Звонил долго. Нарвался на чей–то голос, звонкий, разухабистый:
— Война кончилась, а у вас умирают. Безобразие! — И еще громче: — Вам в каком виде подать комфронта, с перчиком или?
— Перестань лясы точить, мне срочно!
— Ах, срочно, ну и звоните правильно. Вы попали не туды.
— Куды же? — машинально съязвил Гребенников, но в их разговор вмешалась настороженно, как на иголках сидевшая на проводе девушка–телефонистка и сказала:
— Пожалуйста, вам кого? Маршала? Его нет. Давно отбыл в Москву.
— Члена Военного совета, — попросил Гребенников.
— И его нет, вместе улетели.
— Тогда… кого–либо из замов командующего, — невольно озлясь, прокричал в трубку Иван Мартынович.
— Соединяю, — сказала телефонистка.
Гребенников представился и начал докладывать суть дела.
— Короче, короче, — отвечал властный голос в трубке. — Мне докладывали уже… Везти в Ленинград к специалистам нельзя. Нетранспортабельный, заверяют врачи… Сюда вызовем вместе с женой. Привезем крупных специалистов. Я уже дал команду авиаторам, — и трубка смолкла.

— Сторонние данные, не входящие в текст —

impl Evaluator<'_> {
    fn eval(&self, expr: &Expr) -> Result<Value, EvalError> {
        match expr {
            Expr::Literal(value) => Ok(value.clone()),

            Expr::Ident(name) => self
                .scope
                .lookup(name)
                .ok_or_else(|| EvalError::Reference(name.clone())),

            Expr::Array(items) => items
                .iter()
                .map(|item| self.eval(item))
                .collect::<Result<Vec<_>, _>>()
                .map(Value::Array),

            Expr::Object(entries) => {
                let mut map = Map::with_capacity(entries.len());
                for (key, value) in entries {
                    map.insert(key.clone(), self.eval(value)?);
                }
                Ok(Value::Object(map))
            }

            Expr::Member { object, property } => {
                let target = self.eval(object)?;
                read_member(&target, &PathKey::Key(property.clone()))
            }

            Expr::Index { object, index } => {
                let target = self.eval(object)?;
                let key = PathKey::from_value(&self.eval(index)?);
                read_member(&target, &key)
            }

            Expr::Call { callee, args } => self.call(callee, args),

            Expr::Unary { op, operand } => self.unary(*op, operand),

            Expr::Update {
                increment,
                prefix,
                target,
            } => {
                let path = self.path_of(target)?;
                let old = self.read_path(&path)?.to_number();
                let new = if *increment { old + 1.0 } else { old - 1.0 };
                self.scope.assign(&path, Value::Number(new))?;
                Ok(Value::Number(if *prefix { new } else { old }))
            }

            Expr::Binary { op, left, right } => {
                let left = self.eval(left)?;
                let right = self.eval(right)?;
                Ok(binary(*op, &left, &right))
            }

            Expr::Logical { op, left, right } => {
                let left = self.eval(left)?;
                let short_circuit = match op {
                    LogicalOp::And => !left.is_truthy(),
                    LogicalOp::Or => left.is_truthy(),
                    LogicalOp::Nullish => !left.is_nullish(),
                };
                if short_circuit {
                    Ok(left)
                } else {
                    self.eval(right)
                }
            }

            Expr::Conditional {
                test,
                consequent,
                alternate,
            } => {
                if self.eval(test)?.is_truthy() {
                    self.eval(consequent)
                } else {
                    self.eval(alternate)
                }
            }

            Expr::Assign { op, target, value } => {
                let path = self.path_of(target)?;
                let value = match op.binary() {
                    Some(bin) => {
                        let current = self.read_path(&path)?;
                        binary(bin, &current, &self.eval(value)?)
                    }
                    None => self.eval(value)?,
                };
                self.scope.assign(&path, value.clone())?;
                Ok(value)
            }

            Expr::Sequence(items) => {
                let mut last = Value::Undefined;
                for item in items {
                    last = self.eval(item)?;
                }
                Ok(last)
            }
        }
    }

    fn unary(&self, op: UnaryOp, operand: &Expr) -> Result<Value, EvalError> {
        if op == UnaryOp::TypeOf {
            // typeof on an undeclared name is the one read that does not throw
            if let Some(name) = operand.as_ident() {
                return Ok(Value::from(
                    self.scope.lookup(name).map(|v| v.type_of()).unwrap_or("undefined"),
                ));
            }
        }
        let value = self.eval(operand)?;
        Ok(match op {
            UnaryOp::Not => Value::Bool(!value.is_truthy()),
            UnaryOp::Neg => Value::Number(-value.to_number()),
            UnaryOp::Plus => Value::Number(value.to_number()),
            UnaryOp::TypeOf => Value::from(value.type_of()),
            UnaryOp::Void => Value::Undefined,
        })
    }

    fn call(&self, callee: &Expr, args: &[Expr]) -> Result<Value, EvalError> {
        let eval_args = || {
            args.iter()
                .map(|arg| self.eval(arg))
                .collect::<Result<Vec<_>, _>>()
        };

        match callee {
            Expr::Ident(name) => {
                let args = eval_args()?;
                if let Some(result) = self.scope.call(name, &args) {
                    return result;
                }
                if self.scope.lookup(name).is_some() {
                    return Err(EvalError::NotCallable(name.clone()));
                }
                builtins::call_global(name, &args)
                    .unwrap_or_else(|| Err(EvalError::Reference(name.clone())))
            }
            Expr::Member { object, property } => {
                // Resolve the receiver once; its path doubles as the
                // write-back location for mutating methods.
                let path = match self.path_of(object) {
                    Ok(path) => Some(path),
                    Err(EvalError::NotAssignable) => None,
                    Err(error) => return Err(error),
                };
                let args = eval_args()?;
                if let Some(path) = &path {
                    if let Some(result) = self.scope.call_member(path, property, &args) {
                        return result;
                    }
                }
                let target = match &path {
                    Some(path) => self.read_path(path)?,
                    None => self.eval(object)?,
                };
                if target.is_nullish() {
                    return Err(read_error(&target, property));
                }
                let Some(outcome) = builtins::call_method(&target, property, &args) else {
                    return Err(EvalError::NotCallable(format!("{}.{}", target.type_of(), property)));
                };
                let outcome = outcome?;
                if let Some(updated) = outcome.updated {
                    // Mutating methods write back through the scope so state
                    // sees the change. Temporaries (`[1].push(2)`) have no home.
                    if let Some(path) = &path {
                        self.scope.assign(path, updated)?;
                    }
                }
                Ok(outcome.value)
            }
            other => Err(EvalError::NotCallable(describe(other))),
        }
    }

    /// Read the value at a resolved path without evaluating anything again.
    fn read_path(&self, path: &[PathKey]) -> Result<Value, EvalError> {
        let Some((PathKey::Key(root), rest)) = path.split_first() else {
            return Err(EvalError::NotAssignable);
        };
        let mut value = self
            .scope
            .lookup(root)
            .ok_or_else(|| EvalError::Reference(root.clone()))?;
        for key in rest {
            value = read_member(&value, key)?;
        }
        Ok(value)
    }

    /// Resolve an assignable expression to a state path.
    fn path_of(&self, expr: &Expr) -> Result<Vec<PathKey>, EvalError> {
        match expr {
            Expr::Ident(name) => Ok(vec![PathKey::Key(name.clone())]),
            Expr::Member { object, property } => {
                let mut path = self.path_of(object)?;
                path.push(PathKey::Key(property.clone()));
                Ok(path)
            }
            Expr::Index { object, index } => {
                let mut path = self.path_of(object)?;
                path.push(PathKey::from_value(&self.eval(index)?));
                Ok(path)
            }
            _ => Err(EvalError::NotAssignable),
        }
    }
}
#[cfg(test)]
mod tests {
    use super::*;
    use crate::dom::AbortController;
    use std::cell::RefCell;

    fn recorder(log: &Rc<RefCell<Vec<String>>>, label: &str) -> Listener {
        let log = log.clone();
        let label = label.to_string();
        Rc::new(move |_event: &Event| log.borrow_mut().push(label.clone()))
    }

    fn tree() -> (Document, NodeId, NodeId) {
        let doc = Document::new();
        let outer = doc.create_element("div");
        let inner = doc.create_element("button");
        doc.append_child(doc.body(), outer);
        doc.append_child(outer, inner);
        (doc, outer, inner)
    }

    #[test]
    fn test_capture_target_bubble_order() {
        let (doc, outer, inner) = tree();
        let log = Rc::new(RefCell::new(Vec::new()));
        let capture = ListenerOptions {
            capture: true,
            ..Default::default()
        };
        doc.add_event_listener(outer, "click", recorder(&log, "outer-bubble"), Default::default());
        doc.add_event_listener(outer, "click", recorder(&log, "outer-capture"), capture.clone());
        doc.add_event_listener(inner, "click", recorder(&log, "inner"), Default::default());
        doc.add_event_listener(EventTarget::Document, "click", recorder(&log, "document"), Default::default());

        doc.click(inner);
        assert_eq!(*log.borrow(), vec!["outer-capture", "inner", "outer-bubble", "document"]);
    }

    #[test]
    fn test_stop_propagation() {
        let (doc, outer, inner) = tree();
        let log = Rc::new(RefCell::new(Vec::new()));
        doc.add_event_listener(outer, "click", recorder(&log, "outer"), Default::default());
        doc.add_event_listener(inner, "click", Rc::new(|e: &Event| e.stop_propagation()), Default::default());
        doc.click(inner);
        assert!(log.borrow().is_empty());
    }

    #[test]
    fn test_once_and_signal() {
        let (doc, _, inner) = tree();
        let log = Rc::new(RefCell::new(Vec::new()));
        let controller = AbortController::new();
        doc.add_event_listener(
            inner,
            "click",
            recorder(&log, "once"),
            ListenerOptions {
                once: true,
                ..Default::default()
            },
        );
        doc.add_event_listener(
            inner,
            "click",
            recorder(&log, "signal"),
            ListenerOptions {
                signal: Some(controller.signal()),
                ..Default::default()
            },
        );
        doc.click(inner);
        controller.abort();
        doc.click(inner);
        assert_eq!(*log.borrow(), vec!["once", "signal"]);
        assert_eq!(doc.listener_count(inner), 0);
    }

    #[test]
    fn test_passive_ignores_prevent_default() {
        let (doc, _, inner) = tree();
        doc.add_event_listener(
            inner,
            "click",
            Rc::new(|e: &Event| e.prevent_default()),
            ListenerOptions {
                passive: true,
                ..Default::default()
            },
        );
        assert!(doc.click(inner));
    }

    #[test]
    fn test_click_toggles_checkbox_and_fires_change() {
        let doc = Document::new();
        let input = doc.create_element("input");
        doc.set_attribute(input, "type", "checkbox");
        doc.append_child(doc.body(), input);
        let log = Rc::new(RefCell::new(Vec::new()));
        doc.add_event_listener(input, "change", recorder(&log, "change"), Default::default());

        doc.click(input);
        assert!(doc.checked(input));
        assert_eq!(*log.borrow(), vec!["change"]);

        doc.add_event_listener(input, "click", Rc::new(|e: &Event| e.prevent_default()), Default::default());
        doc.click(input);
        assert!(doc.checked(input));
        assert_eq!(log.borrow().len(), 1);
    }

    #[test]
    fn test_radio_click_clears_group() {
        let doc = Document::new();
        let form = doc.create_element("form");
        doc.append_child(doc.body(), form);
        let radios: Vec<NodeId> = (0..2)
            .map(|_| {
                let radio = doc.create_element("input");
                doc.set_attribute(radio, "type", "radio");
                doc.set_attribute(radio, "name", "size");
                doc.append_child(form, radio);
                radio
            })
            .collect();
        doc.click(radios[0]);
        doc.click(radios[1]);
        assert!(!doc.checked(radios[0]));
        assert!(doc.checked(radios[1]));
    }

    #[test]
    fn test_listener_may_remove_itself_mid_dispatch() {
        let (doc, _, inner) = tree();
        let doc = Rc::new(doc);
        let hits = Rc::new(Cell::new(0));
        let id_cell: Rc<Cell<Option<ListenerId>>> = Rc::new(Cell::new(None));
        let listener: Listener = {
            let doc = Rc::downgrade(&doc);
            let hits = hits.clone();
            let id_cell = id_cell.clone();
            Rc::new(move |_e: &Event| {
                hits.set(hits.get() + 1);
                if let (Some(doc), Some(id)) = (doc.upgrade(), id_cell.get()) {
                    doc.remove_event_listener(id);
                }
            })
        };
        id_cell.set(Some(doc.add_event_listener(inner, "click", listener, Default::default())));
        doc.click(inner);
        doc.click(inner);
        assert_eq!(hits.get(), 1);
    }
}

Гребенников чувствовал потребность сказать еще что–то важное, спохватился, что и адрес жены Шмелева не продиктовал, порылся в своей разлохмаченной записной книжке, нашел, хотел снова перезвонить, но подумал, что занятие напрасное: в штабе фронта на командарма есть личное дело, где все записано — и биография, и адрес, и прохождение службы месяц за месяцем, год за годом…
Гребенников вернулся в прихожую палаты, хотел зайти к Шмелеву, обрадовать, что посылают и за женой, и за крупными специалистами самолет в Ленинград. Но сообщить эту окрыляющую новость Гребенников не успел, так как вышла из палаты врач с опущенной головой и, пряча глаза, рыдающим голосом сообщила, что три минуты назад командарм Шмелев скончался.
Гребенникову показалось, что стоявшие в углу в длинном деревянном футляре часы, монотонно отбивавшие удары, молчат. И он сквозь крик души, сквозь слезы, захлестнувшие горло, только и промолвил:
— Не убереженные и в радости умирают.